White-noise analysis and related methods of nonlinear systems identification describe a physical system’s response to its input in terms of “kernels” of progressively higher orders. A popular analytic scheme in the laboratory uses a class of pseudorandom binary sequences, m-sequences, as a test signal. The m-sequence method has several advantages for investigating linear and nonlinear systems: ease of implementation, rapid calculation of system kernels, and a solid theoretical framework. One difficulty with this method for nonlinear analysis comes from the algebraic structure of m-sequences: linear and nonlinear terms can be confounded, especially in the analysis of systems with many inputs. We have developed a modification of the m-sequence method which allows control of these anomalies. This method is based on input signals consisting of a superposition of m-sequences whose lengths are relatively prime.
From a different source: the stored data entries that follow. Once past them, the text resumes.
//! Voice cloning and the provider's voice library

use std::{fmt, path::PathBuf, sync::Arc};

use domain::{
    AudioUploadPolicy, DomainError, MAX_GENERATION_TEXT_CHARS, VoiceCloneOutcome, VoiceSummary,
};
use tracing::{info, instrument};
use uuid::Uuid;

use super::{
    audio_store::GeneratedAudioStore,
    upload::{AudioUpload, ScopedUpload},
};
use crate::{error::ApplicationError, ports::VoiceProviderPort};

const CLONE_DESCRIPTION: &str = "Voice cloned from an uploaded sample";

/// Service behind `/api/clone-voice` and `/api/voices`
pub struct VoiceCloneService {
    provider: Arc<dyn VoiceProviderPort>,
    upload_dir: PathBuf,
    audio_store: GeneratedAudioStore,
    policy: AudioUploadPolicy,
}

impl fmt::Debug for VoiceCloneService {
    fn fmt(&self, f: &mut fmt::Formatter<'_>) -> fmt::Result {
        f.debug_struct("VoiceCloneService")
            .field("upload_dir", &self.upload_dir)
            .field("audio_store", &self.audio_store)
            .finish_non_exhaustive()
    }
}

impl VoiceCloneService {
    pub fn new(
        provider: Arc<dyn VoiceProviderPort>,
        upload_dir: impl Into<PathBuf>,
        audio_store: GeneratedAudioStore,
    ) -> Self {
        Self {
            provider,
            upload_dir: upload_dir.into(),
            audio_store,
            policy: AudioUploadPolicy::voice_sample(),
        }
    }

    #[must_use]
    pub const fn with_policy(mut self, policy: AudioUploadPolicy) -> Self {
        self.policy = policy;
        self
    }

    pub const fn policy(&self) -> AudioUploadPolicy {
        self.policy
    }

    /// Clone a voice from `sample` and speak `text` with it
    ///
    /// The sample is written to the upload directory for the provider call
    /// and removed on every exit path.
    #[instrument(skip(self, text, sample), fields(
        chars = text.len(),
        content_type = %sample.content_type,
        bytes = sample.len()
    ))]
    pub async fn clone_and_speak(
        &self,
        text: &str,
        sample: &AudioUpload,
    ) -> Result<VoiceCloneOutcome, ApplicationError> {
        validate_text(text)?;
        self.policy.check(&sample.content_type, sample.len())?;

        let stored = ScopedUpload::write(&self.upload_dir, sample).await?;
        let name = format!("voice_clone_{}", short_id());
        let voice_id = self
            .provider
            .clone_voice(&name, CLONE_DESCRIPTION, stored.source())
            .await?;
        drop(stored);
        info!(voice_id = %voice_id, name = %name, "Voice cloned");

        let audio = self.provider.synthesize(&voice_id, text).await?;
        let audio = self.audio_store.save(&audio).await?;

        Ok(VoiceCloneOutcome { voice_id, audio })
    }

    #[instrument(skip(self))]
    pub async fn list_voices(&self) -> Result<Vec<VoiceSummary>, ApplicationError> {
        self.provider.list_voices().await
    }

    #[instrument(skip(self))]
    pub async fn delete_voice(&self, voice_id: &str) -> Result<(), ApplicationError> {
        if voice_id.trim().is_empty() {
            return Err(ApplicationError::InvalidInput("voice_id is required".to_string()));
        }
        self.provider.delete_voice(voice_id).await
    }

    pub fn audio_store(&self) -> &GeneratedAudioStore {
        &self.audio_store
    }
}

fn validate_text(text: &str) -> Result<(), DomainError> {
    if text.trim().is_empty() {
        return Err(DomainError::ValidationError("Text is required".to_string()));
    }
    if text.chars().count() > MAX_GENERATION_TEXT_CHARS {
        return Err(DomainError::ValidationError(format!(
            "Text must be at most {MAX_GENERATION_TEXT_CHARS} characters"
        )));
    }
    Ok(())
}

fn short_id() -> String {
    let mut id = Uuid::new_v4().simple().to_string();
    id.truncate(8);
    id
}
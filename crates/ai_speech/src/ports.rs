//! Port definitions for speech processing
//!
//! Defines the traits (ports) that speech provider adapters must implement.

use async_trait::async_trait;

use crate::error::SpeechError;
use crate::types::{AudioFile, VoiceInfo};

/// Port for Speech-to-Text (STT) implementations
#[async_trait]
pub trait SpeechToText: Send + Sync {
    /// Transcribe an audio file on disk to plain text
    ///
    /// The file is streamed to the provider rather than read into memory.
    async fn transcribe_file(&self, audio: &AudioFile) -> Result<String, SpeechError>;

    /// Whether credentials are present
    fn is_configured(&self) -> bool;

    /// Get the name of the current STT model
    fn model_name(&self) -> &str;
}

/// Port for voice cloning and synthesis with cloned voices
#[async_trait]
pub trait VoiceCloning: Send + Sync {
    /// Register a voice built from `sample`, returning the provider's voice id
    async fn add_voice(
        &self,
        name: &str,
        description: &str,
        sample: &AudioFile,
    ) -> Result<String, SpeechError>;

    /// Synthesize `text` with a voice, returning MP3 bytes
    async fn text_to_speech(&self, voice_id: &str, text: &str) -> Result<Vec<u8>, SpeechError>;

    async fn list_voices(&self) -> Result<Vec<VoiceInfo>, SpeechError>;

    async fn delete_voice(&self, voice_id: &str) -> Result<(), SpeechError>;

    fn is_configured(&self) -> bool;
}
The fast computational methods which facilitate kernel calculation for a single m-sequence input are readily extended to this new setting. We describe the theoretical foundation of this method and present an application to the study of ganglion cells of the macaque retina.

Keywords

Kernel Estimate Volterra Series Volterra Kernel Order Kernel Functional Expansion 
These keywords were added by machine and not by the authors. This process is experimental and the keywords may be updated as the learning algorithm improves.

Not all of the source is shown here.